§ **Task to carry out**: Write out all the data below exactly.

§ **Record excerpts**:
━━━━
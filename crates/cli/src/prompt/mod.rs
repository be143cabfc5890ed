//! Prompter implementations for the command line

pub mod answer_file;
pub mod terminal;

pub use answer_file::AnswerFilePrompter;
pub use terminal::TerminalPrompter;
━━━━
§ **Completed exercise**:
filename crates/cli/src/prompt/mod.rs
repository be143cabfc5890ed
//! Prompter implementations for the command line

pub mod answer_file;
pub mod terminal;

pub use answer_file::AnswerFilePrompter;
pub use terminal::TerminalPrompter;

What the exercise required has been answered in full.